Data to process below:

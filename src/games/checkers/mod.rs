//! Checkers (draughts) on an `N×N` board, by default the standard 8×8 one.
//!
//! # Rules
//! 1. Pieces only stand on dark squares, those with `col % 2 == (row + 1) % 2`.
//!    [Player::A] starts on the bottom three rows and moves up (towards row 0),
//!    [Player::B] starts on the top three rows and moves down.
//! 2. A man moves one square diagonally forward. A king may move in both row directions.
//! 3. A man or king can jump over an adjacent opponent piece onto the empty square directly behind it,
//!    capturing it. From the landing square it may keep jumping in the same row direction,
//!    possibly switching column direction, forming a capture chain.
//!    Every landing square of a chain is a valid destination. Capturing is not mandatory.
//! 4. A piece landing on row `0` or row `N-1` is promoted to a king.
//! 5. A player loses when they have no pieces left or no legal moves.
//!
//! The board layout can be written and parsed in a compact text form, see [CheckersBoard::from_layout].
use std::fmt::{Display, Formatter};

use crate::board::Player;

pub use board::CheckersBoard;
pub use movegen::MoveMap;
pub use piece::Piece;

mod board;
mod io;
mod movegen;
mod piece;
pub mod session;

/// A square on the board, `row` counts from the top, `col` from the left.
#[derive(Debug, Copy, Clone, Eq, PartialEq, Ord, PartialOrd, Hash)]
pub struct Square {
    pub row: u8,
    pub col: u8,
}

impl Square {
    pub fn new(row: u8, col: u8) -> Self {
        Square { row, col }
    }

    pub fn row(self) -> usize {
        self.row as usize
    }

    pub fn col(self) -> usize {
        self.col as usize
    }

    /// The square `(dr, dc)` away from this one, if it is still on a `size×size` board.
    pub fn offset(self, dr: i8, dc: i8, size: usize) -> Option<Square> {
        let row = self.row as isize + dr as isize;
        let col = self.col as isize + dc as isize;
        let range = 0..size as isize;
        (range.contains(&row) && range.contains(&col)).then(|| Square::new(row as u8, col as u8))
    }

    /// Whether pieces can stand on this square.
    pub fn is_dark(self) -> bool {
        self.col % 2 == (self.row + 1) % 2
    }
}

/// A move of the piece on `from` to `to`, which may capture pieces on the way.
#[derive(Debug, Copy, Clone, Eq, PartialEq, Ord, PartialOrd, Hash)]
pub struct Move {
    pub from: Square,
    pub to: Square,
}

impl Move {
    pub fn new(from: Square, to: Square) -> Self {
        Move { from, to }
    }
}

/// The row direction men of `player` move in.
pub fn forward(player: Player) -> i8 {
    match player {
        Player::A => -1,
        Player::B => 1,
    }
}

/// Errors returned by the checkers board operations.
#[derive(Debug, Clone, Eq, PartialEq, thiserror::Error)]
pub enum CheckersError {
    #[error("square ({row}, {col}) is outside of the {size}x{size} board")]
    OutOfBounds { row: usize, col: usize, size: usize },

    #[error("invalid move {from} -> {to}: {reason}")]
    InvalidMove {
        from: Square,
        to: Square,
        reason: &'static str,
    },

    #[error("piece {0} is not on the board")]
    NotOnBoard(Piece),
}

/// Error returned when parsing a board layout fails.
#[derive(Debug, Clone, Eq, PartialEq, thiserror::Error)]
#[error("invalid checkers layout {layout:?}: {reason}")]
pub struct InvalidLayout {
    pub layout: String,
    pub reason: &'static str,
}

impl Display for Square {
    fn fmt(&self, f: &mut Formatter<'_>) -> std::fmt::Result {
        write!(f, "({}, {})", self.row, self.col)
    }
}

impl Display for Move {
    fn fmt(&self, f: &mut Formatter<'_>) -> std::fmt::Result {
        write!(f, "{}->{}", self.from, self.to)
    }
}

End of Data to process.

#### [The task]
Nothing may be dropped or altered. Copy every line above.

#### [Output for this exercise]
filename src/games/checkers/mod.rs
//! Checkers (draughts) on an `N×N` board, by default the standard 8×8 one.
//!
//! # Rules
//! 1. Pieces only stand on dark squares, those with `col % 2 == (row + 1) % 2`.
//!    [Player::A] starts on the bottom three rows and moves up (towards row 0),
//!    [Player::B] starts on the top three rows and moves down.
//! 2. A man moves one square diagonally forward. A king may move in both row directions.
//! 3. A man or king can jump over an adjacent opponent piece onto the empty square directly behind it,
//!    capturing it. From the landing square it may keep jumping in the same row direction,
//!    possibly switching column direction, forming a capture chain.
//!    Every landing square of a chain is a valid destination. Capturing is not mandatory.
//! 4. A piece landing on row `0` or row `N-1` is promoted to a king.
//! 5. A player loses when they have no pieces left or no legal moves.
//!
//! The board layout can be written and parsed in a compact text form, see [CheckersBoard::from_layout].
use std::fmt::{Display, Formatter};

use crate::board::Player;

pub use board::CheckersBoard;
pub use movegen::MoveMap;
pub use piece::Piece;

mod board;
mod io;
mod movegen;
mod piece;
pub mod session;

/// A square on the board, `row` counts from the top, `col` from the left.
#[derive(Debug, Copy, Clone, Eq, PartialEq, Ord, PartialOrd, Hash)]
pub struct Square {
    pub row: u8,
    pub col: u8,
}

impl Square {
    pub fn new(row: u8, col: u8) -> Self {
        Square { row, col }
    }

    pub fn row(self) -> usize {
        self.row as usize
    }

    pub fn col(self) -> usize {
        self.col as usize
    }

    /// The square `(dr, dc)` away from this one, if it is still on a `size×size` board.
    pub fn offset(self, dr: i8, dc: i8, size: usize) -> Option<Square> {
        let row = self.row as isize + dr as isize;
        let col = self.col as isize + dc as isize;
        let range = 0..size as isize;
        (range.contains(&row) && range.contains(&col)).then(|| Square::new(row as u8, col as u8))
    }

    /// Whether pieces can stand on this square.
    pub fn is_dark(self) -> bool {
        self.col % 2 == (self.row + 1) % 2
    }
}

/// A move of the piece on `from` to `to`, which may capture pieces on the way.
#[derive(Debug, Copy, Clone, Eq, PartialEq, Ord, PartialOrd, Hash)]
pub struct Move {
    pub from: Square,
    pub to: Square,
}

impl Move {
    pub fn new(from: Square, to: Square) -> Self {
        Move { from, to }
    }
}

/// The row direction men of `player` move in.
pub fn forward(player: Player) -> i8 {
    match player {
        Player::A => -1,
        Player::B => 1,
    }
}

/// Errors returned by the checkers board operations.
#[derive(Debug, Clone, Eq, PartialEq, thiserror::Error)]
pub enum CheckersError {
    #[error("square ({row}, {col}) is outside of the {size}x{size} board")]
    OutOfBounds { row: usize, col: usize, size: usize },

    #[error("invalid move {from} -> {to}: {reason}")]
    InvalidMove {
        from: Square,
        to: Square,
        reason: &'static str,
    },

    #[error("piece {0} is not on the board")]
    NotOnBoard(Piece),
}

/// Error returned when parsing a board layout fails.
#[derive(Debug, Clone, Eq, PartialEq, thiserror::Error)]
#[error("invalid checkers layout {layout:?}: {reason}")]
pub struct InvalidLayout {
    pub layout: String,
    pub reason: &'static str,
}

impl Display for Square {
    fn fmt(&self, f: &mut Formatter<'_>) -> std::fmt::Result {
        write!(f, "({}, {})", self.row, self.col)
    }
}

impl Display for Move {
    fn fmt(&self, f: &mut Formatter<'_>) -> std::fmt::Result {
        write!(f, "{}->{}", self.from, self.to)
    }
}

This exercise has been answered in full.